Suppose I want to count the lines of code in a project. If all of the files are in the same directory I can execute:
cat * | wc -l
However, if there are sub-directories, this doesn't work. For this to work cat would have to have a recursive mode. I suspect this might be a job for xargs, but I wonder if there is a more elegant solution?
First you do not need to use cat
to count lines. This is an antipattern called Useless Use of Cat (UUoC). To count lines in files in the current directory, use wc
:
wc -l *
Then the find
command recurses the sub-directories:
find . -name "*.c" -exec wc -l {} \;
.
is the name of the top directory to start searching from
-name "*.c"
is the pattern of the file you're interested in
-exec
gives a command to be executed
{}
is the result of the find command to be passed to the command (here wc-l
)
\;
indicates the end of the command
This command produces a list of all files found with their line count, if you want to have the sum for all the files found, you can use find to list the files (with the -print
option) and than use xargs to pass this list as argument to wc-l.

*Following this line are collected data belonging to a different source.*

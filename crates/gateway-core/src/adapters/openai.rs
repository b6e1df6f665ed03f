use serde::Deserialize;

use super::{ProviderAdapter, decode, non_empty};
use crate::event::NormalizedEvent;
use crate::model::ProviderKind;
use crate::usage::Usage;

/// `chat.completion.chunk` frames from the Chat Completions API.
pub struct OpenAiAdapter;

/// Azure OpenAI deployments: same chunk shape as OpenAI, plus content-filter
/// preamble frames whose `choices` list is empty and choices without `delta`.
pub struct AzureOpenAiAdapter;

#[derive(Debug, Deserialize)]
struct ChatCompletionChunk {
    #[serde(default)]
    choices: Option<Vec<ChunkChoice>>,
    #[serde(default)]
    usage: Option<ChunkUsage>,
}

#[derive(Debug, Deserialize)]
struct ChunkChoice {
    #[serde(default)]
    delta: Option<ChunkDelta>,
    #[serde(default)]
    finish_reason: Option<String>,
}

#[derive(Debug, Deserialize)]
struct ChunkDelta {
    #[serde(default)]
    content: Option<String>,
    #[serde(default)]
    tool_calls: Option<Vec<ChunkToolCall>>,
}

#[derive(Debug, Deserialize)]
struct ChunkToolCall {
    #[serde(default)]
    id: Option<String>,
    #[serde(default)]
    function: Option<ChunkFunction>,
}

#[derive(Debug, Deserialize)]
struct ChunkFunction {
    #[serde(default)]
    name: Option<String>,
    #[serde(default)]
    arguments: Option<String>,
}

#[derive(Debug, Deserialize)]
struct ChunkUsage {
    prompt_tokens: Option<u64>,
    completion_tokens: Option<u64>,
    total_tokens: Option<u64>,
}

fn map_chat_completion_chunk(kind: ProviderKind, raw: &serde_json::Value) -> Vec<NormalizedEvent> {
    let Some(chunk) = decode::<ChatCompletionChunk>(kind, raw) else {
        return Vec::new();
    };

    let mut events = Vec::new();
    let mut finished = false;
    for choice in chunk.choices.unwrap_or_default() {
        if let Some(delta) = choice.delta {
            if let Some(text) = non_empty(delta.content) {
                events.push(NormalizedEvent::text(text));
            }
            for call in delta.tool_calls.unwrap_or_default() {
                let Some(function) = call.function else {
                    continue;
                };
                let id = call.id.as_deref().filter(|id| !id.is_empty());
                if let Some(name) = non_empty(function.name) {
                    events.push(NormalizedEvent::tool_open(id, &name));
                }
                if let Some(arguments) = non_empty(function.arguments) {
                    events.push(NormalizedEvent::tool_delta(id, arguments));
                }
            }
        }
        finished |= choice.finish_reason.is_some();
    }
    if let Some(usage) = chunk.usage {
        events.push(NormalizedEvent::UsageReport(Usage::from_counts(
            usage.prompt_tokens,
            usage.completion_tokens,
            usage.total_tokens,
        )));
    }
    if finished {
        events.push(NormalizedEvent::TurnEnd);
    }
    events
}

impl ProviderAdapter for OpenAiAdapter {
    fn kind(&self) -> ProviderKind {
        ProviderKind::OpenAi
    }

    fn adapt(&self, raw: &serde_json::Value) -> Vec<NormalizedEvent> {
        map_chat_completion_chunk(self.kind(), raw)
    }
}

impl ProviderAdapter for AzureOpenAiAdapter {
    fn kind(&self) -> ProviderKind {
        ProviderKind::AzureOpenAi
    }

    fn adapt(&self, raw: &serde_json::Value) -> Vec<NormalizedEvent> {
        map_chat_completion_chunk(self.kind(), raw)
    }
}

#[cfg(test)]
mod tests {
    use super::*;
    use crate::event::PluginType;
    use serde_json::json;

    #[test]
    fn role_preamble_with_empty_content_is_skipped() {
        let raw = json!({"choices":[{"index":0,"delta":{"role":"assistant","content":""},"finish_reason":null}]});
        assert!(OpenAiAdapter.adapt(&raw).is_empty());
    }

    #[test]
    fn text_delta_maps_to_text_event() {
        let raw = json!({"choices":[{"index":0,"delta":{"content":"Hello"},"finish_reason":null}]});
        assert_eq!(OpenAiAdapter.adapt(&raw), vec![NormalizedEvent::text("Hello")]);
    }

    #[test]
    fn streamed_tool_call_opens_then_deltas() {
        let first = json!({"choices":[{"index":0,"delta":{"tool_calls":[
            {"index":0,"id":"call_abc","type":"function","function":{"name":"wiki_search_invoke","arguments":""}}
        ]}}]});
        let second = json!({"choices":[{"index":0,"delta":{"tool_calls":[
            {"index":0,"function":{"arguments":"{\"q\":\"rust\"}"}}
        ]}}]});

        let opened = OpenAiAdapter.adapt(&first);
        assert_eq!(opened.len(), 1);
        let NormalizedEvent::ToolCallOpen { id, name } = &opened[0] else {
            panic!("expected open, got {opened:?}");
        };
        assert_eq!(id, "call_abc");
        assert_eq!(name.plugin_key, "wiki_search");
        assert_eq!(name.plugin_type, PluginType::WikiPlugin);

        assert_eq!(
            OpenAiAdapter.adapt(&second),
            vec![NormalizedEvent::tool_delta(None, "{\"q\":\"rust\"}")]
        );
    }

    #[test]
    fn finish_and_usage_in_either_order() {
        let finish = json!({"choices":[{"index":0,"delta":{},"finish_reason":"tool_calls"}]});
        assert_eq!(OpenAiAdapter.adapt(&finish), vec![NormalizedEvent::TurnEnd]);

        let usage_only = json!({"choices":[],"usage":{"prompt_tokens":12,"completion_tokens":3,"total_tokens":15}});
        assert_eq!(
            OpenAiAdapter.adapt(&usage_only),
            vec![NormalizedEvent::UsageReport(Usage::new(12, 3, 15))]
        );

        let both = json!({"choices":[{"delta":{"content":"!"},"finish_reason":"stop"}],"usage":{"prompt_tokens":1,"completion_tokens":1}});
        assert_eq!(
            OpenAiAdapter.adapt(&both),
            vec![
                NormalizedEvent::text("!"),
                NormalizedEvent::UsageReport(Usage::new(1, 1, 2)),
                NormalizedEvent::TurnEnd,
            ]
        );
    }

    #[test]
    fn null_usage_and_tool_calls_are_tolerated() {
        let raw = json!({"choices":[{"delta":{"content":"x","tool_calls":null}}],"usage":null});
        assert_eq!(OpenAiAdapter.adapt(&raw), vec![NormalizedEvent::text("x")]);
    }

    #[test]
    fn azure_content_filter_preamble_is_ignored() {
        let raw = json!({
            "choices": [],
            "prompt_filter_results": [{"prompt_index":0,"content_filter_results":{"hate":{"filtered":false,"severity":"safe"}}}]
        });
        assert!(AzureOpenAiAdapter.adapt(&raw).is_empty());
    }

    #[test]
    fn azure_choice_without_delta_still_finishes() {
        let raw = json!({"choices":[{"index":0,"finish_reason":"content_filter","content_filter_results":{}}]});
        assert_eq!(AzureOpenAiAdapter.adapt(&raw), vec![NormalizedEvent::TurnEnd]);
    }
}
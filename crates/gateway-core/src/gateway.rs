use std::collections::HashMap;
use std::sync::Arc;

use crate::client::ChatModel;
use crate::config::{GatewayConfig, TurnOptions};
use crate::errors::{GatewayError, PluginError};
use crate::model::{ModelRef, ProviderKind};
use crate::plugin::PluginInvoker;
use crate::turn::TurnBuilder;

pub(crate) struct GatewayInner {
    models: HashMap<ProviderKind, Arc<dyn ChatModel>>,
    pub(crate) invoker: Arc<dyn PluginInvoker>,
    pub(crate) defaults: TurnOptions,
}

impl GatewayInner {
    pub(crate) fn chat_model(&self, kind: ProviderKind) -> Option<Arc<dyn ChatModel>> {
        self.models.get(&kind).cloned()
    }
}

/// Entry point for starting turns against registered chat models.
#[derive(Clone)]
pub struct Gateway {
    pub(crate) inner: Arc<GatewayInner>,
}

impl Gateway {
    pub fn builder() -> GatewayBuilder {
        GatewayBuilder::default()
    }

    /// Starts configuring one turn against `model`.
    pub fn turn(&self, model: ModelRef) -> TurnBuilder {
        TurnBuilder::new(self.inner.clone(), model, self.inner.defaults.clone())
    }

    /// Starts a turn using the provider, model and options of `config`.
    pub fn turn_from_config(&self, config: &GatewayConfig) -> TurnBuilder {
        TurnBuilder::new(self.inner.clone(), config.model_ref(), config.options.clone())
    }

    /// Provider kinds with a registered client.
    pub fn providers(&self) -> Vec<ProviderKind> {
        ProviderKind::ALL
            .into_iter()
            .filter(|kind| self.inner.models.contains_key(kind))
            .collect()
    }
}

/// Registers chat model clients and the plugin runtime before building a [`Gateway`].
#[derive(Default)]
pub struct GatewayBuilder {
    models: Vec<(ProviderKind, Arc<dyn ChatModel>)>,
    invoker: Option<Arc<dyn PluginInvoker>>,
    defaults: TurnOptions,
}

impl GatewayBuilder {
    /// Registers the client used for every turn routed to `kind`.
    ///
    /// One client per provider kind; duplicates are rejected by [`Self::build`].
    pub fn register_model(mut self, kind: ProviderKind, model: Arc<dyn ChatModel>) -> Self {
        self.models.push((kind, model));
        self
    }

    /// Sets the runtime that executes model-proposed tool calls.
    ///
    /// Without one, every proposed call fails with `PluginError::UnknownFunction`.
    pub fn plugin_invoker(mut self, invoker: Arc<dyn PluginInvoker>) -> Self {
        self.invoker = Some(invoker);
        self
    }

    /// Default options applied to turns started with [`Gateway::turn`].
    pub fn turn_options(mut self, options: TurnOptions) -> Self {
        self.defaults = options;
        self
    }

    pub fn build(self) -> Result<Gateway, GatewayError> {
        self.defaults.validate()?;
        let mut models: HashMap<ProviderKind, Arc<dyn ChatModel>> = HashMap::new();
        for (kind, model) in self.models {
            if models.insert(kind, model).is_some() {
                return Err(GatewayError::Config(format!(
                    "duplicate chat model registration: {kind}"
                )));
            }
        }
        Ok(Gateway {
            inner: Arc::new(GatewayInner {
                models,
                invoker: self.invoker.unwrap_or_else(|| Arc::new(NoPlugins)),
                defaults: self.defaults,
            }),
        })
    }
}

struct NoPlugins;

#[async_trait::async_trait]
impl PluginInvoker for NoPlugins {
    async fn invoke(
        &self,
        _call_id: &str,
        function_name: &str,
        _arguments: &str,
    ) -> Result<String, PluginError> {
        Err(PluginError::UnknownFunction(function_name.to_string()))
    }
}
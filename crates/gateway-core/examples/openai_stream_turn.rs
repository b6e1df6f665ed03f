use std::sync::Arc;

use gateway_core::http::{HttpChatModel, HttpClientConfig};
use gateway_core::prelude::*;

#[tokio::main(flavor = "current_thread")]
async fn main() -> Result<(), GatewayError> {
    gateway_core::init_observability();

    let model = HttpChatModel::new(HttpClientConfig::openai_from_env()?)?;
    let gateway = Gateway::builder()
        .register_model(model.provider(), Arc::new(model))
        .build()?;

    let mut turn = gateway
        .turn(ModelRef::new("openai", "gpt-4o-mini"))
        .system_prompt("Reply to test gateway streaming.")
        .user_text("Stream a greeting.")
        .start_stream()
        .await?;

    while let Some(item) = turn.next_item().await {
        match item {
            OutputItem::Segment(SegmentUpdate {
                payload: SegmentPayload::Text(text),
                ..
            }) => print!("{text}"),
            OutputItem::Summary(summary) => {
                println!("\n[{}] {} tokens", summary.finish_reason, summary.usage.total_tokens)
            }
            _ => {}
        }
    }

    let _ = turn.finish().await?;
    Ok(())
}
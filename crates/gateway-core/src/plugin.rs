use std::collections::HashMap;

use crate::errors::PluginError;

/// Function schema advertised to the model.
#[derive(Clone, Debug, PartialEq, serde::Serialize, serde::Deserialize)]
pub struct ToolDefinition {
    /// Function name as the model will see it (for example `wiki_search_invoke`).
    pub name: String,
    pub description: String,
    /// JSON schema of the arguments object.
    pub parameters: serde_json::Value,
}

impl ToolDefinition {
    pub fn new(
        name: impl Into<String>,
        description: impl Into<String>,
        parameters: serde_json::Value,
    ) -> Self {
        Self {
            name: name.into(),
            description: description.into(),
            parameters,
        }
    }
}

/// A plugin enabled for one request.
#[derive(Clone, Debug, PartialEq, serde::Serialize, serde::Deserialize)]
pub struct EnabledPlugin {
    /// Key matched against normalized function names.
    pub key: String,
    pub display_name: String,
    #[serde(default)]
    pub functions: Vec<ToolDefinition>,
}

impl EnabledPlugin {
    pub fn new(key: impl Into<String>, display_name: impl Into<String>) -> Self {
        Self {
            key: key.into(),
            display_name: display_name.into(),
            functions: Vec::new(),
        }
    }

    pub fn function(mut self, definition: ToolDefinition) -> Self {
        self.functions.push(definition);
        self
    }
}

/// Per-request lookup from plugin key to display name, plus the tool list.
///
/// Built once when the turn starts and shared read-only by every inner call.
#[derive(Clone, Debug, Default)]
pub struct PluginDirectory {
    names: HashMap<String, String>,
    tools: Vec<ToolDefinition>,
}

impl PluginDirectory {
    pub fn from_plugins(plugins: &[EnabledPlugin]) -> Self {
        let mut names = HashMap::with_capacity(plugins.len());
        let mut tools = Vec::new();
        for plugin in plugins {
            names.insert(plugin.key.clone(), plugin.display_name.clone());
            tools.extend(plugin.functions.iter().cloned());
        }
        Self { names, tools }
    }

    /// Display name for a plugin key; falls back to the key itself.
    pub fn display_name(&self, plugin_key: &str) -> String {
        self.names
            .get(plugin_key)
            .cloned()
            .unwrap_or_else(|| plugin_key.to_string())
    }

    pub fn tools(&self) -> &[ToolDefinition] {
        &self.tools
    }

    pub fn is_empty(&self) -> bool {
        self.names.is_empty()
    }
}

/// Plugin runtime that executes tool calls on behalf of the controller.
#[async_trait::async_trait]
pub trait PluginInvoker: Send + Sync {
    /// Executes one call and returns its result serialized as a string (usually JSON).
    async fn invoke(
        &self,
        call_id: &str,
        function_name: &str,
        arguments: &str,
    ) -> Result<String, PluginError>;
}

find . -name "*.c" -print | xargs wc -l
EDIT to address Robert Gamble comment (thanks): if you have spaces or newlines (!) in file names, then you have to use -print0
option instead of -print
and xargs -null
so that the list of file names are exchanged with null-terminated strings.
find . -name "*.c" -print0 | xargs -0 wc -l
The Unix philosophy is to have tools that do one thing only, and do it well.